*TRY IT:* In the data below, which lines hold the word "every"? Copy them.

*RECORDS TO PROCESS:*
<<<<
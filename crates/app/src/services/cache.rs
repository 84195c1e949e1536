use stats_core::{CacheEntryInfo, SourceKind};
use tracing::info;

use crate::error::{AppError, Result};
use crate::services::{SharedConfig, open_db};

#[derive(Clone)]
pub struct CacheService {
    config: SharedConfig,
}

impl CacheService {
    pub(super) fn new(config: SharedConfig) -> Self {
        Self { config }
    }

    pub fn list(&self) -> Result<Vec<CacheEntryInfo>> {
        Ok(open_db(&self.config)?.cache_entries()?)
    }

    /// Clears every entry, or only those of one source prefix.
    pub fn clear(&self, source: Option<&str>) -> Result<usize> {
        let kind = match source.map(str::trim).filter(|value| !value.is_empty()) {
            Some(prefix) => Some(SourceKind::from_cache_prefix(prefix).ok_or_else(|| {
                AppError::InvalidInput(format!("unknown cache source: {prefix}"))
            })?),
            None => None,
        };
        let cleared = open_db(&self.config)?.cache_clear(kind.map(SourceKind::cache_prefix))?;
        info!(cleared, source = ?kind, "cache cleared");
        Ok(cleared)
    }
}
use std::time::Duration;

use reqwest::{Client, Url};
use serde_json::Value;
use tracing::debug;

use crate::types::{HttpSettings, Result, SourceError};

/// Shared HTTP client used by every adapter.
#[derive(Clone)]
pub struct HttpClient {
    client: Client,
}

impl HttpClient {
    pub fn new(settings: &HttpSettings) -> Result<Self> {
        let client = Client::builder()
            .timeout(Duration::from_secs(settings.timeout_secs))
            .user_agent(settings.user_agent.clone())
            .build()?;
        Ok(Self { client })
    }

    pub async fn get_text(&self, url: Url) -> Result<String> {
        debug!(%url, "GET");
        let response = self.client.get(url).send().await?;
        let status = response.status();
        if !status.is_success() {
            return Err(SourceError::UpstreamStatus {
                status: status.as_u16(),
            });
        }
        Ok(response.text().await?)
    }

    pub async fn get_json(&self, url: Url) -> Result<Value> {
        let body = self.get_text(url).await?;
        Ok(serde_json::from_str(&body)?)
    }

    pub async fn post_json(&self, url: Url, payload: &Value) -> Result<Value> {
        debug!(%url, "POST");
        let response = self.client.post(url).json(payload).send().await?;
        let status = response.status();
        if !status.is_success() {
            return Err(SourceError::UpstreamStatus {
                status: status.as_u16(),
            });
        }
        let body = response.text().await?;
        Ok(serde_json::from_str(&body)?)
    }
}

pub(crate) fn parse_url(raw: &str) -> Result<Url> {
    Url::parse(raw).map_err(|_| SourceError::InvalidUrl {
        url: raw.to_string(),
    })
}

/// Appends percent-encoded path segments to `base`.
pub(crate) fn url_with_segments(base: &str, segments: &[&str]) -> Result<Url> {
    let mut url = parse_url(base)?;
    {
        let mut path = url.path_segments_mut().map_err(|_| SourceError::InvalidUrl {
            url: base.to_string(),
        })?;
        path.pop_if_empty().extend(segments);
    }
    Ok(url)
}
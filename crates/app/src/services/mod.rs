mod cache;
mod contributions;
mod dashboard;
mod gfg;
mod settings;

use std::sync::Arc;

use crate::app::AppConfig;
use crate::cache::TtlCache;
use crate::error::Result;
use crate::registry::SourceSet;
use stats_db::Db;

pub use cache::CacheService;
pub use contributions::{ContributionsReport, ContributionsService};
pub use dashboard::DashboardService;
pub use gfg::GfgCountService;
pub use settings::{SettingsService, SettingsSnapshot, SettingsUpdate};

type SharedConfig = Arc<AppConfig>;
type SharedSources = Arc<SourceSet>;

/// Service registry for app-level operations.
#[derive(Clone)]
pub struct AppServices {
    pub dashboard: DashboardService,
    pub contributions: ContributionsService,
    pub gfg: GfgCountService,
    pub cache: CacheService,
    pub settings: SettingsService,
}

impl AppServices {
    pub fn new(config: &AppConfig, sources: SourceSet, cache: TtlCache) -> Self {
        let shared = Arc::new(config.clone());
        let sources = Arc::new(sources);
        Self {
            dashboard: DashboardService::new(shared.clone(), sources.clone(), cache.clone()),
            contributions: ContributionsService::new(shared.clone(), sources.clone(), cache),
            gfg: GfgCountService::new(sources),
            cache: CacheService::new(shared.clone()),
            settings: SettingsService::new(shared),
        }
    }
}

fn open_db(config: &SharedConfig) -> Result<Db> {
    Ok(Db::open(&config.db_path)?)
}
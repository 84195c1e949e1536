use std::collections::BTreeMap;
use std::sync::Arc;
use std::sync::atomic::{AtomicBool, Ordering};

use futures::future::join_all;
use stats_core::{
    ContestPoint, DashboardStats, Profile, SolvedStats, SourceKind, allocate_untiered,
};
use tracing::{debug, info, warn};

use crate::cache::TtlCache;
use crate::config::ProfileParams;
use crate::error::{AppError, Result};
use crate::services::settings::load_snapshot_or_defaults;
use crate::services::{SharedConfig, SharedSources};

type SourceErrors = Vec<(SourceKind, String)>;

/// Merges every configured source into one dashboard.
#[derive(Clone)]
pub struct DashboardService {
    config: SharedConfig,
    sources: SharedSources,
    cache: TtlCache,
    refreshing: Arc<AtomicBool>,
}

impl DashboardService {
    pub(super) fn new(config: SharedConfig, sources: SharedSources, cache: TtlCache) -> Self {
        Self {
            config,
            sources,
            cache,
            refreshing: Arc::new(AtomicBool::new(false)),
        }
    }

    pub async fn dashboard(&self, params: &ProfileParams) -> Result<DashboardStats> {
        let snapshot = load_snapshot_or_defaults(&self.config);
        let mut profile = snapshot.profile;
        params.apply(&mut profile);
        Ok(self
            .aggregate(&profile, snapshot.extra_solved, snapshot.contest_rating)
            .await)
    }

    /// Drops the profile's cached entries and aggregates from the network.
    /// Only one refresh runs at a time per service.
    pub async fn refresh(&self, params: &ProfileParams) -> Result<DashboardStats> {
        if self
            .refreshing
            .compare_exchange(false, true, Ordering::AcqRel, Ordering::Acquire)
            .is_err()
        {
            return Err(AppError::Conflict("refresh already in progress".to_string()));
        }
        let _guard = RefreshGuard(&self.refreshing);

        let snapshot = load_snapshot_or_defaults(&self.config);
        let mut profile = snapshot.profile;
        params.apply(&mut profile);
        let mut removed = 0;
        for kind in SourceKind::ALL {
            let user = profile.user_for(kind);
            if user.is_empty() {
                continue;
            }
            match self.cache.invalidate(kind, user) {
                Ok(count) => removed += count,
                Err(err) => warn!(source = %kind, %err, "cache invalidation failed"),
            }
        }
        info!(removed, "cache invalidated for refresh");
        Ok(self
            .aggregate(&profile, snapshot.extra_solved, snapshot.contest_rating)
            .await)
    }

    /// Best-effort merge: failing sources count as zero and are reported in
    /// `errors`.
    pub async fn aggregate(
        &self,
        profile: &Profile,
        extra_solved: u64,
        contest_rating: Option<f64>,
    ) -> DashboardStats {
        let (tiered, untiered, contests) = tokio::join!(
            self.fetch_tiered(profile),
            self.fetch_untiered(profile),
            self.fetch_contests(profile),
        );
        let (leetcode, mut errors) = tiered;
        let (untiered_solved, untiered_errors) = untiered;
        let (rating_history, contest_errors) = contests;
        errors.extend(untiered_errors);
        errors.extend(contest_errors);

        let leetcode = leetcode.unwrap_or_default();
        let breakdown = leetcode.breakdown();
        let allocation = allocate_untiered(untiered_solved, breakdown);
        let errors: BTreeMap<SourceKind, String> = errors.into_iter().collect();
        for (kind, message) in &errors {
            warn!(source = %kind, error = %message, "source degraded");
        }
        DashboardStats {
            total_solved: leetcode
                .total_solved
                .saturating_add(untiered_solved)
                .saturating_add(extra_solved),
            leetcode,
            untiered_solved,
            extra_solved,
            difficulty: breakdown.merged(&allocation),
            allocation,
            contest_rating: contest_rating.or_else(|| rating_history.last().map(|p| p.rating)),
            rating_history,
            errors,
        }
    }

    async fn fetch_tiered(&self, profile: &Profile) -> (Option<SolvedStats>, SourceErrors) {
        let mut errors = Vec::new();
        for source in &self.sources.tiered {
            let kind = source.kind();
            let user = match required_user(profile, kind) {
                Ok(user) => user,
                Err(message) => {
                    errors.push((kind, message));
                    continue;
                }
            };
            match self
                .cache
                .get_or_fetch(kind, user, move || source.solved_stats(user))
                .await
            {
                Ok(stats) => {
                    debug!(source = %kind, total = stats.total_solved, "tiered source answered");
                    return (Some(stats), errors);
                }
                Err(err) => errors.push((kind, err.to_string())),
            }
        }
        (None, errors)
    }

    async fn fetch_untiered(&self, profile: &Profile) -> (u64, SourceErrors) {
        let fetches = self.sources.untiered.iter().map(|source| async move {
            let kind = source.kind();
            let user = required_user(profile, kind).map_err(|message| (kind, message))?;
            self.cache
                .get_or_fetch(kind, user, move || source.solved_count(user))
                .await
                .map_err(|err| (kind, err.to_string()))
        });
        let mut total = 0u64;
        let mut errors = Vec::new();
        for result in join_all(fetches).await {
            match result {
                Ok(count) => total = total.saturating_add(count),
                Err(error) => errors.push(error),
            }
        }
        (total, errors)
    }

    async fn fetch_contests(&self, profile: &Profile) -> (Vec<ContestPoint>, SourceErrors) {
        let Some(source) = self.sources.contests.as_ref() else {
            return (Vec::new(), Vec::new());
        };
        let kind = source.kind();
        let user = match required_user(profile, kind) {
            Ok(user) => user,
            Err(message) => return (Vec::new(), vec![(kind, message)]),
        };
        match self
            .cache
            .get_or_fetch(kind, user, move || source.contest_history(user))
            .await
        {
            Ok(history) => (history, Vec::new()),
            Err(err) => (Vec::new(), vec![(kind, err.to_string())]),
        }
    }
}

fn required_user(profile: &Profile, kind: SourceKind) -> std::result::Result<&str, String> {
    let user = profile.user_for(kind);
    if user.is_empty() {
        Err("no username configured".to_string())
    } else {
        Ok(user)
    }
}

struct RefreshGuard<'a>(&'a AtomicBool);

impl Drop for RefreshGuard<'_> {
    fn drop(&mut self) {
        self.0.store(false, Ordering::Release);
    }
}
>>>>
<<<<
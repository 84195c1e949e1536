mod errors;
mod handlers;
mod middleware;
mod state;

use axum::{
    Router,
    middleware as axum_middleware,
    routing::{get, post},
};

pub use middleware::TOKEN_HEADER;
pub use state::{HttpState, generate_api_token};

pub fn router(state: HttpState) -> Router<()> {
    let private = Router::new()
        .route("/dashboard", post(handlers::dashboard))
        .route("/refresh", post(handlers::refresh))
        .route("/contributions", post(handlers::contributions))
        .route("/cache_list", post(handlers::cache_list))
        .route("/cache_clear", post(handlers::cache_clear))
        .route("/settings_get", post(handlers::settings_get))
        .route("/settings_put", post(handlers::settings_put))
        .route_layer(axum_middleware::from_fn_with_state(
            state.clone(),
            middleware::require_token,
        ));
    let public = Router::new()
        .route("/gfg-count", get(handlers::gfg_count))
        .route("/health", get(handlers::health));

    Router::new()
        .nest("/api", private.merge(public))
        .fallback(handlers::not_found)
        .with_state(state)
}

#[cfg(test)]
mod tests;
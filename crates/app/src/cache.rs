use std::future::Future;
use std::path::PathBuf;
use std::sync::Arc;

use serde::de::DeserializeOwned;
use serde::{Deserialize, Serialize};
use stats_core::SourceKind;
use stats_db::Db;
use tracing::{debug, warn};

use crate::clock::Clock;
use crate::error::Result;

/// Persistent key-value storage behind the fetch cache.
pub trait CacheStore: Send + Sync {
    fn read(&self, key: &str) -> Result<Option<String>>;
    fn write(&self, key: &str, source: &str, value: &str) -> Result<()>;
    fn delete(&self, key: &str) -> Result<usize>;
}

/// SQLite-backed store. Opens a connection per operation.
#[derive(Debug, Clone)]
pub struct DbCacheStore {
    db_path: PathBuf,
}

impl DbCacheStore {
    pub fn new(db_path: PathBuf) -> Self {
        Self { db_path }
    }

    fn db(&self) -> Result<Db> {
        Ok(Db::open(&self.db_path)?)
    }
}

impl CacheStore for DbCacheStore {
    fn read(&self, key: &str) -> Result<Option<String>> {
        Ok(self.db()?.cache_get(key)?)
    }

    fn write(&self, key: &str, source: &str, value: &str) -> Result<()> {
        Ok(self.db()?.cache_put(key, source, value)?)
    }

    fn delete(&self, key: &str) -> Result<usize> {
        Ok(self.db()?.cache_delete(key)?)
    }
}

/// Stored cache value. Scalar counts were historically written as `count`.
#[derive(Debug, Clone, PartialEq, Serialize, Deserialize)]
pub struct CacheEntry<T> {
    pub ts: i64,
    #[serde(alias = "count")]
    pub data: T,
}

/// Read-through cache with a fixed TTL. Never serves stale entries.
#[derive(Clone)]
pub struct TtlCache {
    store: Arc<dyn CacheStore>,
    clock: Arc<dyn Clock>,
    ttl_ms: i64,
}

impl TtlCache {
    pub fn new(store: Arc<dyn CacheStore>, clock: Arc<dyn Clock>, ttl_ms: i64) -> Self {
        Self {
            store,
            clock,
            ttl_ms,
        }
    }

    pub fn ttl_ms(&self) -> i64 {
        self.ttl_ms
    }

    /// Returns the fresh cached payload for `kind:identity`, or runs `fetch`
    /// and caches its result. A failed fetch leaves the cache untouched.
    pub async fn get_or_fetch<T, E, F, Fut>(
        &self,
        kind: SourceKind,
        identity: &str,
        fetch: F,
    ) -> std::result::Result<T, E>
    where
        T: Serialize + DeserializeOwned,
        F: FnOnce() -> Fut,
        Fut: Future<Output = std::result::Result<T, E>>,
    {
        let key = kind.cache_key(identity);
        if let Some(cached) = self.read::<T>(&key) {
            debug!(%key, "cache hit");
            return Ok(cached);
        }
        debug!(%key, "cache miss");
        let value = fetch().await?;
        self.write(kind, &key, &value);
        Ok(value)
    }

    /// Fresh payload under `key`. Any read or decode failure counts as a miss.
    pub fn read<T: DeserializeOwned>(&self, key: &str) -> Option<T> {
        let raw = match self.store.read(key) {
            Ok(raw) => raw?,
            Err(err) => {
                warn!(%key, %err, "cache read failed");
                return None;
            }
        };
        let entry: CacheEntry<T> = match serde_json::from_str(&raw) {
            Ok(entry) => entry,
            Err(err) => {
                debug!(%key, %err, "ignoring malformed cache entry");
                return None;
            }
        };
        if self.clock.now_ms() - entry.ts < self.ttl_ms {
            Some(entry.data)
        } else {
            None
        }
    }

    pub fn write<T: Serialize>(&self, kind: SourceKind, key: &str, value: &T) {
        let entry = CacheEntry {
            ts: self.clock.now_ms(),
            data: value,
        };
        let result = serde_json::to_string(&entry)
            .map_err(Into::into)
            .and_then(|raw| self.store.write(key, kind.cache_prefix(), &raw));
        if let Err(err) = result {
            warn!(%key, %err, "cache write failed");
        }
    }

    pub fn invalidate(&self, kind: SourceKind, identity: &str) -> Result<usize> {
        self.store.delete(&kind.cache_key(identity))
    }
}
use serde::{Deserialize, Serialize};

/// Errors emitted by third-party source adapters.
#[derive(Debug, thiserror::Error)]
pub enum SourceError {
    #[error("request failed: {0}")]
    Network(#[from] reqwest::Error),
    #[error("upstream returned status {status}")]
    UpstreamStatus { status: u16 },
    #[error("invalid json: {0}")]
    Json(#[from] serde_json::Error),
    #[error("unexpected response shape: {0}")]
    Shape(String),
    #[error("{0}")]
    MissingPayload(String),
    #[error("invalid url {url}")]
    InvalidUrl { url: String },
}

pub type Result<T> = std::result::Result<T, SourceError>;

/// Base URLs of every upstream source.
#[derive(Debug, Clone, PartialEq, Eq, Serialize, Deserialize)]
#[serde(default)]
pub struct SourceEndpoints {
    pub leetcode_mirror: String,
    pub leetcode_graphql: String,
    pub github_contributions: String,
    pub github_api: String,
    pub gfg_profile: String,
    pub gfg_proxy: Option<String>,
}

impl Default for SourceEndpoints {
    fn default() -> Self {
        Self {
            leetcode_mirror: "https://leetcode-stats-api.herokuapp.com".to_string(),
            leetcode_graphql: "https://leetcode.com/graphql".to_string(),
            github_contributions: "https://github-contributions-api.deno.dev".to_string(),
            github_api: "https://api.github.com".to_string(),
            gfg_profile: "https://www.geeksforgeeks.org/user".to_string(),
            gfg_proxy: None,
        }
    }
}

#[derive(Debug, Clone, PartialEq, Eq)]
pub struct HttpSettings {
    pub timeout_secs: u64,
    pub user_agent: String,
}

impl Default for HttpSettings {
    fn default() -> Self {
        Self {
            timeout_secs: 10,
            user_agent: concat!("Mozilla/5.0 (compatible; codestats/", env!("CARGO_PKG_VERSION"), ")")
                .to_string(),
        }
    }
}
>>>>
*FINISHED TASK:*
    /// Clears every entry, or only those of one source prefix.
/// Shared HTTP client used by every adapter.
/// Merges every configured source into one dashboard.
/// Base URLs of every upstream source.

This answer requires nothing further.